More importantly, Israel’s colonial infrastructure has divided Palestinian population centres into a mozaic of isolated squares which can’t link up. 
Analysts, such as Daniel Seidemann, from the NGO Territorial Jerusalem, or Alon Ben-Meir, a scholar at New York University who advises the US and Israel in peace talks, say the two-state solution would need much more than “minor modification” to 1967 borders. 
At least 185,000 of the East Jerusalem settlers and none of the 250,000 settlers who live in three major blocs along the green line will be moved. 
That still leaves 115,000 settlers who would have to move, a number which is growing by 10,000 a year. 

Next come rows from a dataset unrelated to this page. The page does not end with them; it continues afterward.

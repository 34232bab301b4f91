//! Frame scheduler and transaction context
//!
//! A [`Context`] owns the transaction stack and the set of layers that
//! currently have animations ("targets"). While it has targets it keeps
//! exactly one frame request outstanding with its [`RefreshSignal`]. Each
//! tick renders every target from a fresh presentation and then commits the
//! implicit transaction, so the next frame observes a new time.
//!
//! Layers register themselves implicitly when their first animation is
//! added. They drop out lazily: a layer whose animation list is empty is
//! deregistered at the start of its next tick and still renders that tick,
//! so the resting value is painted.
//!
//! # Example
//!
//! ```ignore
//! use shoe_animation::{Context, ManualClock, ManualRefresh};
//!
//! let clock = ManualClock::new(0.0);
//! let refresh = ManualRefresh::new();
//! let context = Context::new(clock.clone(), refresh.clone());
//!
//! // ... create layers and write properties ...
//!
//! clock.advance(1.0 / 60.0);
//! refresh.fire(); // runs one tick
//! ```

use std::cell::{Cell, RefCell};
use std::fmt;
use std::rc::{Rc, Weak};

use indexmap::IndexSet;
use rustc_hash::FxBuildHasher;
use slotmap::{new_key_type, SlotMap};
use smallvec::SmallVec;

use crate::frame::{Clock, FrameRequestId, ManualRefresh, RefreshSignal, SystemClock};
use crate::layer::{Layer, LayerShared};
use crate::transaction::{Transaction, TransactionStack};

new_key_type! {
    /// Handle to a layer created in a context
    pub struct LayerId;
}

/// Internal state of the context
struct ContextInner {
    clock: Box<dyn Clock>,
    refresh: Box<dyn RefreshSignal>,
    transactions: RefCell<TransactionStack>,
    /// Every live layer, held weakly
    layers: RefCell<SlotMap<LayerId, Weak<LayerShared>>>,
    /// Layers that render on the next tick
    targets: RefCell<IndexSet<LayerId, FxBuildHasher>>,
    /// The one outstanding frame request, if any
    frame: Cell<Option<FrameRequestId>>,
    /// Set while a tick runs; the tick commits any root opened meanwhile
    in_tick: Cell<bool>,
}

impl Drop for ContextInner {
    fn drop(&mut self) {
        if let Some(frame) = self.frame.take() {
            self.refresh.cancel_frame(frame);
        }
    }
}

/// Transaction stack and frame scheduler shared by a set of layers
///
/// Cheap to clone; clones refer to the same context. Construct one per
/// application (or per test) and hand it to every [`Layer`].
#[derive(Clone)]
pub struct Context {
    inner: Rc<ContextInner>,
}

impl Context {
    pub fn new<C, R>(clock: C, refresh: R) -> Self
    where
        C: Clock + 'static,
        R: RefreshSignal + 'static,
    {
        Self::from_parts(Box::new(clock), Box::new(refresh))
    }

    pub fn builder() -> ContextBuilder {
        ContextBuilder::default()
    }

    fn from_parts(clock: Box<dyn Clock>, refresh: Box<dyn RefreshSignal>) -> Self {
        Self {
            inner: Rc::new(ContextInner {
                clock,
                refresh,
                transactions: RefCell::new(TransactionStack::default()),
                layers: RefCell::new(SlotMap::with_key()),
                targets: RefCell::new(IndexSet::default()),
                frame: Cell::new(None),
                in_tick: Cell::new(false),
            }),
        }
    }

    // =========================================================================
    // Transactions
    // =========================================================================

    /// Open a nested transaction that freezes the current time
    pub fn begin_transaction(&self) {
        let depth = {
            let mut transactions = self.inner.transactions.borrow_mut();
            transactions.push(|| self.inner.clock.now(), false);
            transactions.depth()
        };
        tracing::debug!(depth, "begin transaction");
    }

    /// Pop the top transaction
    pub fn commit_transaction(&self) -> Option<Transaction> {
        let transaction = self.inner.transactions.borrow_mut().pop();
        match transaction {
            Some(transaction) => tracing::debug!(time = transaction.time, "commit transaction"),
            None => tracing::warn!("commit_transaction called with no open transaction"),
        }
        transaction
    }

    /// Run `f` inside its own transaction
    pub fn with_transaction<R>(&self, f: impl FnOnce() -> R) -> R {
        self.begin_transaction();
        let result = f();
        self.commit_transaction();
        result
    }

    /// Cancel the pending frame and tick right now
    pub fn flush_transaction(&self) {
        if let Some(frame) = self.inner.frame.take() {
            tracing::debug!(?frame, "cancel frame request");
            self.inner.refresh.cancel_frame(frame);
        }
        self.tick();
    }

    /// Turn implicit animation off (or back on) for the current transaction
    ///
    /// Only the top transaction is affected. Always schedules a tick so the
    /// unanimated values get rendered.
    pub fn disable_animation(&self, disable: bool) {
        self.with_current(|transaction| transaction.disable_animation = disable);
        self.start_ticking();
    }

    /// The current transaction, opening an auto-committing one if needed
    ///
    /// Opening the root schedules a tick, so the root is committed on the
    /// next frame and time moves on.
    pub fn current_transaction(&self) -> Transaction {
        self.with_current(|transaction| *transaction)
    }

    fn with_current<R>(&self, f: impl FnOnce(&mut Transaction) -> R) -> R {
        let (result, opened) = {
            let mut transactions = self.inner.transactions.borrow_mut();
            let opened = transactions.depth() == 0;
            let result = f(transactions.current(|| self.inner.clock.now()));
            (result, opened)
        };
        if opened && !self.inner.in_tick.get() {
            tracing::debug!("open implicit transaction");
            self.start_ticking();
        }
        result
    }

    /// Frozen time of the current transaction in seconds
    pub fn current_time(&self) -> f64 {
        self.current_transaction().time
    }

    pub fn is_animation_disabled(&self) -> bool {
        self.current_transaction().disable_animation
    }

    /// Number of open transactions
    pub fn transaction_depth(&self) -> usize {
        self.inner.transactions.borrow().depth()
    }

    // =========================================================================
    // Targets
    // =========================================================================

    pub(crate) fn register_layer(&self, layer: Weak<LayerShared>) -> LayerId {
        self.inner.layers.borrow_mut().insert(layer)
    }

    pub(crate) fn forget_layer(&self, id: LayerId) {
        self.inner.layers.borrow_mut().remove(id);
        self.inner.targets.borrow_mut().shift_remove(&id);
    }

    fn layer(&self, id: LayerId) -> Option<Layer> {
        let shared = self.inner.layers.borrow().get(id).and_then(Weak::upgrade);
        shared.map(Layer::from_shared)
    }

    pub(crate) fn register_target(&self, id: LayerId) {
        self.start_ticking();
        if self.inner.targets.borrow_mut().insert(id) {
            tracing::debug!(layer = ?id, "register animation target");
        }
    }

    pub(crate) fn deregister_target(&self, id: LayerId) {
        if self.inner.targets.borrow_mut().shift_remove(&id) {
            tracing::debug!(layer = ?id, "deregister animation target");
        }
    }

    pub fn is_target(&self, id: LayerId) -> bool {
        self.inner.targets.borrow().contains(&id)
    }

    pub fn target_count(&self) -> usize {
        self.inner.targets.borrow().len()
    }

    /// True while a frame request is outstanding
    pub fn is_ticking(&self) -> bool {
        self.inner.frame.get().is_some()
    }

    // =========================================================================
    // Ticking
    // =========================================================================

    fn start_ticking(&self) {
        if self.inner.frame.get().is_some() {
            return;
        }
        let context = Rc::downgrade(&self.inner);
        let frame = self.inner.refresh.request_frame(Box::new(move || {
            if let Some(inner) = context.upgrade() {
                Context { inner }.tick();
            }
        }));
        self.inner.frame.set(Some(frame));
    }

    /// Render every target once, then commit the implicit transaction
    ///
    /// Normally driven by the refresh signal. A failing layer is logged and
    /// skipped; it does not stop the other targets from rendering.
    pub fn tick(&self) {
        self.inner.frame.set(None);
        let nested = self.inner.in_tick.replace(true);

        // Snapshot: layers registered by render hooks wait for the next tick
        let targets: SmallVec<[LayerId; 8]> =
            self.inner.targets.borrow().iter().copied().collect();
        tracing::trace!(targets = targets.len(), "tick");

        for id in targets {
            let Some(layer) = self.layer(id) else {
                self.deregister_target(id);
                continue;
            };
            // Deregistering before rendering guarantees one more frame after
            // the last animation is removed
            if !layer.has_animations() {
                self.deregister_target(id);
            }
            if let Err(error) = layer.render() {
                tracing::error!(layer = ?id, %error, "layer failed to render");
            }
        }

        let automatically_commit = self
            .inner
            .transactions
            .borrow()
            .top()
            .is_some_and(|transaction| transaction.automatically_commit);
        if automatically_commit {
            self.commit_transaction();
        }
        self.inner.in_tick.set(nested);

        if !self.inner.targets.borrow().is_empty() {
            self.start_ticking();
        }
    }
}

impl fmt::Debug for Context {
    fn fmt(&self, f: &mut fmt::Formatter<'_>) -> fmt::Result {
        f.debug_struct("Context")
            .field("transaction_depth", &self.transaction_depth())
            .field("targets", &self.target_count())
            .field("ticking", &self.is_ticking())
            .finish()
    }
}

/// Builder for a [`Context`]
///
/// Defaults to a [`SystemClock`] and a private [`ManualRefresh`]. Nothing
/// fires that queue, so a context built without
/// [`refresh_signal`](Self::refresh_signal) only advances when the host calls
/// [`Context::tick`] or [`Context::flush_transaction`] itself, for example
/// from its own render loop.
#[derive(Default)]
pub struct ContextBuilder {
    clock: Option<Box<dyn Clock>>,
    refresh: Option<Box<dyn RefreshSignal>>,
}

impl ContextBuilder {
    pub fn clock<C: Clock + 'static>(mut self, clock: C) -> Self {
        self.clock = Some(Box::new(clock));
        self
    }

    pub fn refresh_signal<R: RefreshSignal + 'static>(mut self, refresh: R) -> Self {
        self.refresh = Some(Box::new(refresh));
        self
    }

    pub fn build(self) -> Context {
        let clock = self
            .clock
            .unwrap_or_else(|| Box::new(SystemClock::new()));
        let refresh = self
            .refresh
            .unwrap_or_else(|| Box::new(ManualRefresh::new()));
        Context::from_parts(clock, refresh)
    }
}
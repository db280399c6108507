//! # chatnorm CLI
//!
//! Reads raw event rows, normalizes them, and writes the records.

use std::path::Path;
use std::process;
use std::time::Instant;

use clap::Parser;
use tracing_subscriber::EnvFilter;

use chatnorm::ChatnormError;
use chatnorm::cli::Args;
use chatnorm::config::PipelineConfig;
use chatnorm::core::Pipeline;
use chatnorm::format::write_to_format;
use chatnorm::ingest::{channel_directory, group_by_user, load_channels, load_flow_rules, read_rows};

fn main() {
    tracing_subscriber::fmt()
        .with_env_filter(
            EnvFilter::try_from_default_env().unwrap_or_else(|_| EnvFilter::new("info")),
        )
        .with_writer(std::io::stderr)
        .with_target(false)
        .init();

    if let Err(e) = run() {
        eprintln!("❌ Error: {}", e);
        process::exit(1);
    }
}

fn run() -> Result<(), ChatnormError> {
    let total_start = Instant::now();
    let args = Args::parse();
    let format = args.output_format()?;
    let output_path = args.output_path(format);

    println!("📦 chatnorm v{}", env!("CARGO_PKG_VERSION"));
    println!("━━━━━━━━━━━━━━━━━━━━━━━━━━━━━━━━━━");
    println!("📂 Input:   {}", args.input);
    println!("💾 Output:  {}", output_path);
    println!("📄 Format:  {}", format);
    println!("🛑 Errors:  {}", args.on_error);
    println!();

    // Step 1: Read rows
    let table = read_rows(Path::new(&args.input))?;
    println!(
        "📖 Read {} rows ({} corrupt dropped)",
        table.rows.len(),
        table.corrupt
    );

    // Step 2: Channel directory, flow rules, per-user events
    let directory = match &args.channels {
        Some(path) => load_channels(Path::new(path))?,
        None => channel_directory(&table.rows),
    };
    let rules = match &args.rules {
        Some(path) => load_flow_rules(Path::new(path))?,
        None => Vec::new(),
    };
    println!(
        "🔎 {} channels, {} flow rules",
        directory.len(),
        rules.len()
    );
    let users = group_by_user(table.rows)?;

    // Step 3: Normalize
    let config = PipelineConfig::new()
        .with_error_policy(args.on_error)
        .with_parallel(args.parallel);
    let pipeline = Pipeline::new(directory, &rules, config)?;

    println!("⏳ Normalizing {} users...", users.len());
    let start = Instant::now();
    let out = pipeline.run(&users)?;
    println!(
        "   {} records ({:.2}s)",
        out.records.len(),
        start.elapsed().as_secs_f64()
    );

    // Step 4: Write
    println!("💾 Writing {}...", format);
    write_to_format(&out.records, &output_path, format)?;

    println!();
    println!("✅ Done! Output saved to {}", output_path);

    println!();
    println!("📊 Summary:");
    println!("   Users:     {}", out.stats.users);
    println!("   Events:    {}", out.stats.events);
    println!("   Records:   {}", out.stats.records);
    println!("   Skipped:   {}", out.stats.skipped);
    println!("   Fallbacks: {}", out.stats.warnings);
    println!(
        "   Total time: {:.2}s",
        total_start.elapsed().as_secs_f64()
    );

    Ok(())
}
//! # Chatnorm
//!
//! A Rust library for normalizing raw chatbot conversation events into flat,
//! analysis-ready message records.
//!
//! ## Overview
//!
//! Each raw event carries a base64-encoded JSON payload sent either by a
//! human user or by the automation (bot). Chatnorm decodes every payload,
//! orders each user's events in time, classifies them, and emits one
//! [`NormalizedRecord`] per event:
//!
//! - **Message type** - quick reply, text, attachment, image, templates,
//!   bot message sequences
//! - **Language** - Thai, English, or unknown, by script
//! - **Flow** - the conversation flow a bot message belongs to, from an
//!   ordered list of regex rules
//! - **Timestamps** - UTC and Asia/Bangkok local time
//! - **Channel type** - resolved through a channel directory
//!
//! ## Quick Start
//!
//! ```rust
//! use chatnorm::prelude::*;
//!
//! fn main() -> Result<()> {
//!     let channels = vec![ChannelDescriptor::new("ch-1", "LINE")];
//!     let rules = vec![FlowRule::new("GREETING", ["^hello"])];
//!
//!     let mut users = UserEvents::new();
//!     users.insert("u1".into(), vec![
//!         RawEvent::from_payload("ch-1", 1_705_314_600_000, EventSource::Human, r#"{"text": "สวัสดี"}"#),
//!         RawEvent::from_payload("ch-1", 1_705_314_601_000, EventSource::Automation, r#"[{"text": "hello there"}]"#)
//!             .with_channel_type("LINE"),
//!     ]);
//!
//!     let records = normalize(channels, &rules, &users)?;
//!     assert_eq!(records[0].language, Language::Thai);
//!     assert_eq!(records[1].flow, "GREETING");
//!     Ok(())
//! }
//! ```
//!
//! ## Module Structure
//!
//! - [`core`] - Core types and the pipeline
//!   - [`core::models`] - [`RawEvent`](core::RawEvent), [`ChannelDirectory`](core::ChannelDirectory), [`FlowRule`](core::FlowRule)
//!   - [`core::processor`] - [`Pipeline`](core::Pipeline), [`ProcessingStats`](core::ProcessingStats), [`normalize`](core::normalize)
//!   - [`core::output`] - CSV, JSON and JSONL writers
//! - [`parsing`] - Base64 decoding and payload shapes
//! - [`classify`] - Language, flow, attachment, user and bot classifiers
//! - [`record`] - [`NormalizedRecord`] and its enumerations
//! - [`ingest`] - Reading ingestion-table rows, channel lists and flow rules
//! - [`config`] - [`PipelineConfig`](config::PipelineConfig), [`ErrorPolicy`](config::ErrorPolicy)
//! - [`format`] - [`OutputFormat`](format::OutputFormat) selection
//! - [`error`] - Unified error types ([`ChatnormError`], [`Result`])
//! - [`prelude`] - Convenient re-exports

pub mod classify;
#[cfg(feature = "cli")]
pub mod cli;
pub mod config;
pub mod core;
pub mod error;
pub mod format;
pub mod ingest;
pub mod parsing;
pub mod record;

// Re-export the main types at the crate root for convenience
pub use error::{ChatnormError, Result};
pub use record::NormalizedRecord;

/// Convenient re-exports for common usage.
///
/// ```rust
/// use chatnorm::prelude::*;
/// ```
pub mod prelude {
    pub use crate::NormalizedRecord;

    // Error types
    pub use crate::error::{ChatnormError, Result};

    // Configuration
    pub use crate::config::{ErrorPolicy, PipelineConfig};

    // Inputs
    pub use crate::core::models::{
        ChannelDescriptor, ChannelDirectory, EventSource, FlowRule, RawEvent,
    };

    // Pipeline
    pub use crate::core::processor::{
        Normalized, Pipeline, ProcessingStats, UserEvents, normalize,
    };

    // Record enumerations
    pub use crate::record::{Language, MessageBody, MessageType};

    // Output
    #[cfg(feature = "csv-output")]
    pub use crate::core::output::{to_csv, write_csv};
    #[cfg(feature = "json-output")]
    pub use crate::core::output::{to_json, to_jsonl, write_json, write_jsonl};
    pub use crate::format::{OutputFormat, to_format_string, write_to_format};
}
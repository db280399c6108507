//! Tagged payload shapes.
//!
//! User payloads are a single JSON object:
//!
//! ```json
//! {"text": "hello"}
//! {"quick_reply": {"payload": "YES"}, "text": "Yes"}
//! {"attachments": [{"type": "image", "payload": {"url": "..."}}]}
//! ```
//!
//! Bot payloads are a list of sub-messages, each usually wrapped in a
//! `message` object:
//!
//! ```json
//! [{"message": {"text": "Hi!", "quickReplies": [{"title": "Menu"}]}}]
//! [{"message": {"attachment": {"type": "image", "payload": {"url": "..."}}}}]
//! ```
//!
//! Bare sub-message objects (without the `message` wrapper) are accepted too.

use serde::Deserialize;
use serde_json::{Map, Value};

use crate::error::{ChatnormError, Result};

/// What a user event carries, by priority of detection.
#[derive(Debug, Clone, PartialEq)]
pub enum UserContent {
    /// A tap on a suggested reply; `text` is the button label
    QuickReply { text: String },
    /// One or more uploaded attachments, kept as raw JSON
    Attachments(Value),
    /// A typed message
    Text(String),
    /// None of the above
    Unrecognized(String),
}

impl UserContent {
    /// Parses a decoded user payload.
    ///
    /// Only invalid JSON or a non-object root is an error; a missing `text`
    /// is reported as [`UserContent::Unrecognized`].
    pub fn parse(decoded: &str) -> Result<Self> {
        let value: Value = serde_json::from_str(decoded)
            .map_err(|e| ChatnormError::json_parse("user payload", e))?;
        let Value::Object(obj) = value else {
            return Err(ChatnormError::shape(
                "user payload",
                "expected a JSON object",
            ));
        };

        Ok(Self::from_object(obj))
    }

    fn from_object(mut obj: Map<String, Value>) -> Self {
        if obj.contains_key("quick_reply") {
            return match take_text(&mut obj) {
                Some(text) => UserContent::QuickReply { text },
                None => UserContent::Unrecognized("quick reply without text".into()),
            };
        }

        if let Some(attachments) = obj.remove("attachments") {
            return UserContent::Attachments(attachments);
        }

        match take_text(&mut obj) {
            Some(text) => UserContent::Text(text),
            None => UserContent::Unrecognized("no text, quick reply or attachments".into()),
        }
    }
}

/// A bot turn: one sub-message, or a sequence of several.
#[derive(Debug, Clone, PartialEq)]
pub enum BotContent {
    /// An empty list
    Empty,
    /// Exactly one sub-message
    Single(BotPart),
    /// More than one sub-message; only the first is kept
    Sequence { parts: usize, first: BotPart },
}

impl BotContent {
    /// Parses a decoded bot payload.
    pub fn parse(decoded: &str) -> Result<Self> {
        let value: Value = serde_json::from_str(decoded)
            .map_err(|e| ChatnormError::json_parse("bot payload", e))?;
        let Value::Array(parts) = value else {
            return Err(ChatnormError::shape(
                "bot payload",
                "expected a list of sub-messages",
            ));
        };

        let count = parts.len();
        let Some(first) = parts.into_iter().next() else {
            return Ok(BotContent::Empty);
        };
        if count == 1 {
            return Ok(BotContent::Single(BotPart::from_value(first)?));
        }

        // A sequence never classifies its attachments, so a broken one only
        // makes the first part unrecognized.
        let first = BotPart::from_value(first).unwrap_or(BotPart::Unrecognized);
        Ok(BotContent::Sequence {
            parts: count,
            first,
        })
    }

    /// Number of sub-messages in the turn.
    pub fn parts(&self) -> usize {
        match self {
            BotContent::Empty => 0,
            BotContent::Single(_) => 1,
            BotContent::Sequence { parts, .. } => *parts,
        }
    }
}

/// A single bot sub-message.
#[derive(Debug, Clone, PartialEq)]
pub enum BotPart {
    /// Text, optionally offering quick replies
    Text { text: String, quick_replies: usize },
    /// A rich attachment (image, template, ...)
    Attachment(AttachmentPayload),
    /// Neither text nor attachment
    Unrecognized,
}

impl BotPart {
    fn from_value(value: Value) -> Result<Self> {
        let Value::Object(mut obj) = value else {
            return Ok(BotPart::Unrecognized);
        };

        // Unwrap `{"message": {...}}`
        if matches!(obj.get("message"), Some(Value::Object(_))) {
            if let Some(Value::Object(inner)) = obj.remove("message") {
                obj = inner;
            }
        }

        if obj.contains_key("text") {
            let quick_replies = obj
                .get("quickReplies")
                .and_then(Value::as_array)
                .map_or(0, Vec::len);
            return Ok(match take_text(&mut obj) {
                Some(text) => BotPart::Text {
                    text,
                    quick_replies,
                },
                None => BotPart::Unrecognized,
            });
        }

        if let Some(attachment) = obj.remove("attachment") {
            let attachment = serde_json::from_value(attachment)
                .map_err(|e| ChatnormError::json_parse("bot attachment", e))?;
            return Ok(BotPart::Attachment(attachment));
        }

        Ok(BotPart::Unrecognized)
    }
}

/// A bot-side attachment: `{"type": "...", "payload": {...}}`.
#[derive(Debug, Clone, PartialEq, Deserialize)]
pub struct AttachmentPayload {
    #[serde(rename = "type")]
    pub kind: String,
    #[serde(default)]
    pub payload: Value,
}

impl AttachmentPayload {
    /// Reads a string field from the payload body.
    pub fn payload_str(&self, key: &str) -> Option<&str> {
        self.payload.get(key).and_then(Value::as_str)
    }
}

fn take_text(obj: &mut Map<String, Value>) -> Option<String> {
    match obj.remove("text") {
        Some(Value::String(text)) => Some(text),
        _ => None,
    }
}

Israel says it can move them, just as it moved 6,000 settlers out of Gaza in 2005. But the Gaza operation required use of force by the Israeli army. Use of force to move 115,000 could amount to civil war. 
The EU idea of Jerusalem as a joint capital also rings hollow. 
The threat of violence is such that few Jews go into Arab districts in East Jerusalem and vice versa. “We might have, at best, a divided capital, not a shared capital, with part of the Old City shared under international supervision”, Seidemann said. 
Some EU diplomats hope that Israeli elections, on 17 March, will deliver a left-wing coalition and that Obama, before stepping down in 2016, will relaunch peace talks.
The number of settlers in the West Bank is so big that without external pressure no government will undertake the effort to dismantle colonial Israel.
Neither the EU nor the US have, in three and half decades, exerted pressure. 
Last year, the EU blocked grants for settler entities. It was a first, but it quickly blew over. The EU’s next threat is … to publish a non-binding code for EU retailers on labels for settler products. 
Even this, EU sources say, requires tacit approval from the US, Israel’s superpower sponsor and the dominant partner in the trans-Atlantic family. 
But the US has shown no will to use its leverage. Earlier this month, amid the worst Israel-US rift in living memory, over the Iran nuclear talks, the White House still asked Congress for another $3 billion of Israeli aid.
But diplomatic recognition, as with Crimea, or the Golan Heights, doesn’t change facts on the ground. The fact is that Israel is racing toward, or has already passed, a point where permanent occupation or a one-state solution are the only options, and the EU is doing nothing to stop it. 
Mogherini might, from time to time, repeat that the EU supports a two-state solution on 1967 borders. “But we don’t hear anything from Merkel, Hollande, or Cameron”, Seidemann said, referring to the German, French, and British leaders, respectively. “We should be hearing loud criticism of the occupation from friends of Israel, or we’ll be powerless to stop it from sliding into abject isolation”.